Permaneció en silencio durante unos segundos. Luego preguntó:

— ¿Qué hay de la policía? ¿Hay plazas vacantes?

— Ya lo creo —respondió Kollberg ausente. Luego dio un respingo y añadió—: ¿No lo dirás en serio?

— Sí —respondió ella—. Lo digo en serio.

Åsa Torell se concentró en la conducción. Frunció las cejas y entornó los ojos mirando a la ventisca.

Cuando estuvieron de vuelta en Palandergatan, Bodil ya se había dormido, y Gun estaba sentada en un sillón, leyendo. Tenía lágrimas en los ojos.

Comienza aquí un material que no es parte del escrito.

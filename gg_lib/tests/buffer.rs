// SPDX-License-Identifier: BSD-3-Clause
// Copyright 2025. Triad National Security, LLC.

use gg_lib::buffer::*;
use gg_lib::GgError;

#[test]
fn prefix_and_suffix_checks() {
    assert!(has_prefix(b"ggl.sample.service", b"ggl."));
    assert!(!has_prefix(b"sample", b"ggl."));
    assert!(has_suffix(b"sample.service", b".service"));
    assert!(!has_suffix(b"sample.socket", b".service"));
}

#[test]
fn remove_prefix_advances_only_on_match() {
    let mut name: &[u8] = b"ggl.sample";
    assert!(remove_prefix(&mut name, b"ggl."));
    assert_eq!(name, b"sample");

    assert!(!remove_prefix(&mut name, b"ggl."));
    assert_eq!(name, b"sample");
}

#[test]
fn remove_suffix_shortens_only_on_match() {
    let mut name: &[u8] = b"sample.service";
    assert!(remove_suffix(&mut name, b".service"));
    assert_eq!(name, b"sample");

    assert!(!remove_suffix(&mut name, b".service"));
    assert_eq!(name, b"sample");
}

#[test]
fn contains_reports_first_match() {
    assert_eq!(contains(b"sensors/kitchen/temp", b"/kitchen/"), Some(7));
    assert_eq!(contains(b"sensors", b"kitchen"), None);
    assert_eq!(contains(b"abc", b""), Some(0));
    assert_eq!(contains(b"ab", b"abc"), None);
}

#[test]
fn substr_clamps_to_bounds() {
    let buf = b"greengrass";
    assert_eq!(substr(buf, 0, 5), b"green");
    assert_eq!(substr(buf, 5, 100), b"grass");
    assert_eq!(substr(buf, 100, 200), b"");
    assert_eq!(substr(buf, 7, 3), b"");

    // has_prefix(a, b) iff substr(a, 0, b.len()) == b
    let prefix = b"green";
    assert_eq!(
        has_prefix(buf, prefix),
        substr(buf, 0, prefix.len()) == prefix
    );
}

#[test]
fn str_to_int64_parses_signed_decimals() {
    assert_eq!(str_to_int64(b"0"), Ok(0));
    assert_eq!(str_to_int64(b"17"), Ok(17));
    assert_eq!(str_to_int64(b"-42"), Ok(-42));
    assert_eq!(str_to_int64(b"+9"), Ok(9));
    assert_eq!(str_to_int64(b"9223372036854775807"), Ok(i64::MAX));
    assert_eq!(str_to_int64(b"-9223372036854775808"), Ok(i64::MIN));
}

#[test]
fn str_to_int64_rejects_junk_and_overflow() {
    assert_eq!(str_to_int64(b""), Err(GgError::Parse));
    assert_eq!(str_to_int64(b"-"), Err(GgError::Parse));
    assert_eq!(str_to_int64(b"12x"), Err(GgError::Parse));
    assert_eq!(str_to_int64(b" 1"), Err(GgError::Parse));
    assert_eq!(str_to_int64(b"9223372036854775808"), Err(GgError::Range));
}
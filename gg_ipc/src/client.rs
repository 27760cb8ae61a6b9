// SPDX-License-Identifier: BSD-3-Clause
// Copyright 2025. Triad National Security, LLC.

//! Component-side IPC client.
//!
//! Connects to the gateway socket, performs the authentication handshake,
//! and exposes unary calls plus multiplexed stream events. Components find
//! the socket path in `AWS_GG_NUCLEUS_DOMAIN_SOCKET_FILEPATH_FOR_COMPONENT`
//! and export the returned SVCUID as `SVCUID` for child tooling.

use std::fmt;
use std::io::Write;
use std::os::unix::net::UnixStream;
use std::path::Path;
use std::time::Duration;

use log::*;
use serde_json::Value;

use core_bus::DEFAULT_TIMEOUT;
use gg_lib::GgError;

use crate::error::IpcErrorCode;
use crate::eventstream::{
    self, Header, APPLICATION_ERROR, APPLICATION_MESSAGE, CONNECT, CONNECT_ACK,
    FLAG_CONNECTION_ACCEPTED, FLAG_TERMINATE_STREAM,
};
use crate::SOCKET_PATH_ENV;

/// Errors a component can hit talking to the gateway.
#[derive(Debug)]
pub enum IpcClientError {
    /// Transport failure.
    Io(std::io::Error),

    /// The gateway violated the framing or handshake protocol.
    Protocol(GgError),

    /// The gateway answered with a public error.
    Service { code: IpcErrorCode, message: String },
}

impl std::error::Error for IpcClientError {}

impl fmt::Display for IpcClientError {
    fn fmt(&self, f: &mut fmt::Formatter) -> fmt::Result {
        match self {
            Self::Io(e) => write!(f, "IO error: {e}"),
            Self::Protocol(e) => write!(f, "protocol error: {e}"),
            Self::Service { code, message } => write!(f, "{code}: {message}"),
        }
    }
}

impl From<std::io::Error> for IpcClientError {
    fn from(e: std::io::Error) -> Self {
        Self::Io(e)
    }
}

/// One event received on the connection.
#[derive(Debug)]
pub struct IpcEvent {
    pub stream_id: i32,
    /// Set when the server terminated the stream with this message.
    pub terminated: bool,
    pub payload: Value,
    /// Present when the server answered with an application error.
    pub error: Option<(IpcErrorCode, String)>,
}

pub struct IpcClient {
    stream: UnixStream,
    svcuid: String,
    next_stream_id: i32,
}

impl IpcClient {
    /// Connect and authenticate against the gateway at `socket_path`.
    pub fn connect(socket_path: &Path) -> Result<IpcClient, IpcClientError> {
        Self::connect_named(socket_path, None)
    }

    /// Connect with an explicit component name. The name is only honored
    /// by gateways running with authentication disabled.
    pub fn connect_named(
        socket_path: &Path,
        component_name: Option<&str>,
    ) -> Result<IpcClient, IpcClientError> {
        let stream = UnixStream::connect(socket_path)?;
        stream.set_read_timeout(Some(DEFAULT_TIMEOUT))?;
        stream.set_write_timeout(Some(DEFAULT_TIMEOUT))?;

        let mut headers = vec![
            Header::int32(b":message-type", CONNECT),
            Header::int32(b":message-flags", 0),
            Header::int32(b":stream-id", 0),
            Header::int32(b"authenticate", 1),
            Header::string(b":version", b"0.1.0"),
        ];
        if let Some(name) = component_name {
            headers.push(Header::string(b"component-name", name.as_bytes()));
        }

        let frame = eventstream::encode(&headers, b"").map_err(IpcClientError::Protocol)?;
        (&stream).write_all(&frame)?;

        let mut buf = Vec::new();
        let svcuid = {
            let mut reader = &stream;
            let msg = eventstream::read_message(&mut reader, &mut buf)
                .map_err(IpcClientError::Protocol)?;
            let common = msg.common_headers().map_err(IpcClientError::Protocol)?;

            if common.message_type != CONNECT_ACK {
                warn!("connection response was not an ack");
                return Err(IpcClientError::Protocol(GgError::Failure));
            }
            if common.message_flags & FLAG_CONNECTION_ACCEPTED == 0 {
                return Err(IpcClientError::Service {
                    code: IpcErrorCode::UnauthorizedError,
                    message: "connection not accepted".into(),
                });
            }

            let Some(svcuid) = msg.string_header(b"svcuid") else {
                warn!("connect ack is missing the svcuid header");
                return Err(IpcClientError::Protocol(GgError::Failure));
            };
            String::from_utf8_lossy(svcuid).into_owned()
        };

        Ok(IpcClient {
            stream,
            svcuid,
            next_stream_id: 1,
        })
    }

    /// Connect using the socket path from the component environment.
    pub fn connect_env() -> Result<IpcClient, IpcClientError> {
        let path = std::env::var_os(SOCKET_PATH_ENV)
            .ok_or(IpcClientError::Protocol(GgError::NoEntry))?;
        Self::connect(Path::new(&path))
    }

    /// The SVCUID issued during the handshake (16 base64 characters when
    /// authentication is enabled).
    pub fn svcuid(&self) -> &str {
        &self.svcuid
    }

    /// Adjust how long [`IpcClient::recv`] waits for a message.
    pub fn set_recv_timeout(&self, timeout: Option<Duration>) -> Result<(), IpcClientError> {
        self.stream.set_read_timeout(timeout)?;
        Ok(())
    }

    /// Perform a unary operation and wait for its response.
    pub fn call(&mut self, operation: &str, payload: &Value) -> Result<Value, IpcClientError> {
        let stream_id = self.open_stream(operation, payload)?;

        loop {
            let event = self.recv()?;
            if event.stream_id != stream_id {
                debug!("dropping out-of-band event on stream {}", event.stream_id);
                continue;
            }
            return match event.error {
                None => Ok(event.payload),
                Some((code, message)) => Err(IpcClientError::Service { code, message }),
            };
        }
    }

    /// Open a streaming operation. Returns the stream id once the server
    /// acknowledges it; events arrive via [`IpcClient::recv`].
    pub fn subscribe(&mut self, operation: &str, payload: &Value) -> Result<i32, IpcClientError> {
        let stream_id = self.open_stream(operation, payload)?;

        loop {
            let event = self.recv()?;
            if event.stream_id != stream_id {
                debug!("dropping out-of-band event on stream {}", event.stream_id);
                continue;
            }
            return match event.error {
                None if !event.terminated => Ok(stream_id),
                None => Err(IpcClientError::Protocol(GgError::Failure)),
                Some((code, message)) => Err(IpcClientError::Service { code, message }),
            };
        }
    }

    /// Close one of this connection's streams.
    pub fn terminate_stream(&mut self, stream_id: i32) -> Result<(), IpcClientError> {
        let frame = eventstream::encode(
            &[
                Header::int32(b":message-type", APPLICATION_MESSAGE),
                Header::int32(b":message-flags", FLAG_TERMINATE_STREAM),
                Header::int32(b":stream-id", stream_id),
            ],
            b"",
        )
        .map_err(IpcClientError::Protocol)?;
        (&self.stream).write_all(&frame)?;
        Ok(())
    }

    /// Receive the next event on any stream.
    pub fn recv(&mut self) -> Result<IpcEvent, IpcClientError> {
        let mut buf = Vec::new();
        let mut reader = &self.stream;
        let msg =
            eventstream::read_message(&mut reader, &mut buf).map_err(IpcClientError::Protocol)?;
        let common = msg.common_headers().map_err(IpcClientError::Protocol)?;

        let payload: Value = if msg.payload.is_empty() {
            Value::Null
        } else {
            serde_json::from_slice(msg.payload).unwrap_or(Value::Null)
        };

        match common.message_type {
            APPLICATION_MESSAGE => Ok(IpcEvent {
                stream_id: common.stream_id,
                terminated: common.message_flags & FLAG_TERMINATE_STREAM != 0,
                payload,
                error: None,
            }),
            APPLICATION_ERROR => {
                let code = payload
                    .get("_service")
                    .and_then(Value::as_str)
                    .map(|s| IpcErrorCode::from_err_str(s.as_bytes()))
                    .unwrap_or(IpcErrorCode::ServiceError);
                let message = payload
                    .get("_message")
                    .and_then(Value::as_str)
                    .unwrap_or("")
                    .to_owned();
                Ok(IpcEvent {
                    stream_id: common.stream_id,
                    terminated: true,
                    payload,
                    error: Some((code, message)),
                })
            }
            other => {
                warn!("unexpected message type {other}");
                Err(IpcClientError::Protocol(GgError::Invalid))
            }
        }
    }

    fn open_stream(&mut self, operation: &str, payload: &Value) -> Result<i32, IpcClientError> {
        let stream_id = self.next_stream_id;
        self.next_stream_id += 1;

        let body = serde_json::to_vec(payload).map_err(|_| {
            IpcClientError::Protocol(GgError::Parse)
        })?;
        let frame = eventstream::encode(
            &[
                Header::int32(b":message-type", APPLICATION_MESSAGE),
                Header::int32(b":message-flags", 0),
                Header::int32(b":stream-id", stream_id),
                Header::string(b"operation", operation.as_bytes()),
            ],
            &body,
        )
        .map_err(IpcClientError::Protocol)?;
        (&self.stream).write_all(&frame)?;
        Ok(stream_id)
    }
}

— ¿Qué te pasa? —le preguntó Kollberg.

— La jodida comida. Se ha echado a perder.

— De eso nada. Con tu cara bonita y con mi hambre, me puedes servir un gato muerto y me harás feliz. Saca la manduca, anda.

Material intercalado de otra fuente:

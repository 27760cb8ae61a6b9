// SPDX-License-Identifier: BSD-3-Clause
// Copyright 2025. Triad National Security, LLC.

//! The component authentication registry.
//!
//! Maps component names to SVCUIDs (12 random bytes, presented as 16
//! base64 characters). Entries live for the lifetime of the gateway
//! process; there is no revocation within a run. Process-wide state behind
//! one mutex, like the other fixed registries.

use std::sync::Mutex;

use base64::engine::general_purpose::STANDARD as BASE64;
use base64::Engine as _;
use log::*;
use rand::rngs::OsRng;
use rand::RngCore;

use gg_lib::{buffer, GgError};

/// Maximum number of generic components that can be authenticated.
pub const MAX_GENERIC_COMPONENTS: usize = 50;

/// Maximum length of a generic component name.
pub const MAX_COMPONENT_NAME_LEN: usize = 128;

pub const SVCUID_BIN_LEN: usize = 12;

/// 12 bytes of base64: always exactly 16 characters, never padded.
pub const SVCUID_B64_LEN: usize = 16;

/// 1-based index into the registry. Zero is reserved as invalid, so this
/// type is only constructed for live entries.
#[derive(Debug, Clone, Copy, PartialEq, Eq)]
pub struct ComponentHandle(u16);

impl ComponentHandle {
    pub fn get(self) -> u16 {
        self.0
    }

    fn from_index(index: usize) -> ComponentHandle {
        ComponentHandle(index as u16 + 1)
    }

    fn index(self) -> usize {
        usize::from(self.0) - 1
    }
}

struct Entry {
    svcuid: [u8; SVCUID_BIN_LEN],
    name: Vec<u8>,
}

struct Registry {
    entries: Vec<Entry>,
    insecure: bool,
}

static REGISTRY: Mutex<Registry> = Mutex::new(Registry {
    entries: Vec::new(),
    insecure: false,
});

/// Disable authentication: client-supplied names are trusted verbatim and
/// double as SVCUIDs. For development only.
pub fn set_insecure_mode() {
    let mut registry = REGISTRY.lock().unwrap();
    registry.insecure = true;
    error!("INSECURE!!! IPC authentication disabled!");
    error!("SVCUID handling is in debug mode.");
}

pub fn insecure_mode() -> bool {
    REGISTRY.lock().unwrap().insecure
}

/// Find a registered component by name. Linear scan, case-sensitive.
pub fn lookup_by_name(name: &[u8]) -> Option<ComponentHandle> {
    let registry = REGISTRY.lock().unwrap();
    registry
        .entries
        .iter()
        .position(|entry| entry.name == name)
        .map(ComponentHandle::from_index)
}

/// Name of a registered component.
pub fn component_name(handle: ComponentHandle) -> Option<Vec<u8>> {
    let registry = REGISTRY.lock().unwrap();
    registry.entries.get(handle.index()).map(|e| e.name.clone())
}

/// Authenticate a connecting process and return its handle plus the SVCUID
/// string to present to it.
///
/// With authentication enabled the identity comes from the peer's systemd
/// unit; `name_hint` is only consulted in insecure mode.
pub fn register_client(
    pid: i32,
    name_hint: Option<&[u8]>,
) -> Result<(ComponentHandle, String), GgError> {
    if insecure_mode() {
        let fallback;
        let name: &[u8] = match name_hint {
            Some(name) => name,
            None => {
                fallback = format!("pid-{pid}").into_bytes();
                &fallback
            }
        };
        return register_component_name(name);
    }

    let unit = unit_name_for_pid(pid)?;
    let name = component_name_from_unit(unit.as_bytes())?;
    register_component_name(name)
}

/// Register (or look up) a component by name, returning its handle and the
/// SVCUID string to present for it.
pub fn register_component_name(name: &[u8]) -> Result<(ComponentHandle, String), GgError> {
    if name.is_empty() || name.len() > MAX_COMPONENT_NAME_LEN {
        error!("component name has invalid length");
        return Err(GgError::Invalid);
    }

    let mut registry = REGISTRY.lock().unwrap();

    if let Some(index) = registry.entries.iter().position(|e| e.name == name) {
        debug!(
            "found existing auth info for component {}",
            String::from_utf8_lossy(name)
        );
        return Ok((ComponentHandle::from_index(index), present(&registry, index)));
    }

    if registry.entries.len() >= MAX_GENERIC_COMPONENTS {
        error!("insufficient generic component slots");
        return Err(GgError::Nomem);
    }

    debug!(
        "registering new svcuid for component {}",
        String::from_utf8_lossy(name)
    );

    let mut svcuid = [0u8; SVCUID_BIN_LEN];
    if !registry.insecure {
        if let Err(e) = OsRng.try_fill_bytes(&mut svcuid) {
            // Without CSPRNG output no security guarantee can be provided;
            // continuing to serve would hand out predictable identities.
            error!("failed to read from the system CSPRNG: {e}");
            std::process::exit(1);
        }
    }

    registry.entries.push(Entry {
        svcuid,
        name: name.to_vec(),
    });
    let index = registry.entries.len() - 1;
    Ok((ComponentHandle::from_index(index), present(&registry, index)))
}

/// The SVCUID string presented for an entry: its base64 form, or the bare
/// name when authentication is disabled.
fn present(registry: &Registry, index: usize) -> String {
    let entry = &registry.entries[index];
    if registry.insecure {
        String::from_utf8_lossy(&entry.name).into_owned()
    } else {
        BASE64.encode(entry.svcuid)
    }
}

/// Resolve a presented SVCUID to a component handle.
///
/// With authentication enabled the SVCUID is base64-decoded and compared
/// against every entry. In insecure mode it is treated as the component
/// name, registering it on first sight.
pub fn get_handle_by_svcuid(svcuid: &[u8]) -> Result<ComponentHandle, GgError> {
    if insecure_mode() {
        // The presented "svcuid" is a component name; register on first
        // sight.
        return register_component_name(svcuid).map(|(handle, _)| handle);
    }

    let registry = REGISTRY.lock().unwrap();

    if svcuid.len() != SVCUID_B64_LEN {
        error!("svcuid has invalid length");
        return Err(GgError::Invalid);
    }

    let decoded = BASE64.decode(svcuid).map_err(|_| {
        error!("svcuid is invalid base64");
        GgError::Invalid
    })?;

    for (index, entry) in registry.entries.iter().enumerate() {
        if entry.svcuid[..] == decoded[..] {
            return Ok(ComponentHandle::from_index(index));
        }
    }

    error!("requested svcuid not registered");
    Err(GgError::NoEntry)
}

/// Whether a presented SVCUID corresponds to a known component.
pub fn verify_svcuid(svcuid: &[u8]) -> bool {
    get_handle_by_svcuid(svcuid).is_ok()
}

/// Derive the component name from a systemd unit name: the `.service`
/// suffix is required, an `.install`/`.bootstrap` phase suffix is dropped,
/// and the `ggl.` prefix is required.
pub fn component_name_from_unit(unit: &[u8]) -> Result<&[u8], GgError> {
    let mut name = unit;

    if !buffer::remove_suffix(&mut name, b".service") {
        error!(
            "unit {} is missing the service extension",
            String::from_utf8_lossy(unit)
        );
        return Err(GgError::Failure);
    }

    let _ = buffer::remove_suffix(&mut name, b".install")
        || buffer::remove_suffix(&mut name, b".bootstrap");

    if !buffer::remove_prefix(&mut name, b"ggl.") {
        error!(
            "unit {} does not have the component prefix",
            String::from_utf8_lossy(unit)
        );
        return Err(GgError::Failure);
    }

    if name.is_empty() || name.len() > MAX_COMPONENT_NAME_LEN {
        error!("component name has invalid length");
        return Err(GgError::Failure);
    }

    Ok(name)
}

/// Look up the systemd unit of a process from its cgroup, the same source
/// `sd_pid_get_unit` reads.
pub fn unit_name_for_pid(pid: i32) -> Result<String, GgError> {
    let path = format!("/proc/{pid}/cgroup");
    let contents = std::fs::read_to_string(&path).map_err(|e| {
        error!("failed to look up service for pid {pid}: {e}");
        GgError::Failure
    })?;

    for line in contents.lines() {
        // hierarchy-id:controllers:path
        let Some(cgroup_path) = line.splitn(3, ':').nth(2) else {
            continue;
        };
        let Some(unit) = cgroup_path.rsplit('/').next() else {
            continue;
        };
        if unit.ends_with(".service") {
            return Ok(unit.to_owned());
        }
    }

    error!("no systemd service unit found for pid {pid}");
    Err(GgError::Failure)
}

— Y ha llamado el maldito Martin. Hace media hora.

— Vale —respondió Kollberg en tono afable—. Le daré un toque mientras vosotras recomponéis la mesa navideña.

Quitándose chaqueta y corbata, entró en el cuarto y llamó.

— Sí, aquí Beck.

— ¿Quién es ése que ríe? —preguntó Kollberg desconfiado.

— El policía que ríe.

— ¿Qué?

— Un disco de vinilo.

— Ah, sí, ahora le reconozco. Un viejo éxito de los tiempos del music-hall. Charles Penrose, ¿no? Se cantaba ya antes de la Primera Guerra Mundial.

Al fondo se oían tremendas carcajadas.

— No tiene importancia —dijo Martin Beck abúlicamente—. Te llamé tras recibir una llamada de Melander.

— Vaya. ¿Y qué quería?

— Dijo que por fin había recordado dónde había visto el nombre de Nils Erik Göransson.

— ¿Dónde?

— En el caso Teresa Camarão.

Kollberg se desató los zapatos. Meditó un instante. Luego dijo:

— Pues dile que por una vez se equivoca. Me he leído todo el mamotreto, palabra por palabra. Y es impensable que se me haya podido escapar una cosa semejante.

— ¿Tienes los papeles en casa?

— No, están en Västberga. Pero estoy seguro. Completamente seguro.

— Vale, te creo. ¿Y qué hacías en Långholmen?

— Conseguí un par de informaciones. Demasiado difusas y complicadas como para intentar explicártelo ahora, pero si son correctas…

— ¿Sí?

— Pueden mandar a tomar por saco definitivamente toda la investigación del caso Teresa. ¡Feliz Navidad!

Colgó.

— ¿Vas a volver a salir? —preguntó su mujer, desconfiada.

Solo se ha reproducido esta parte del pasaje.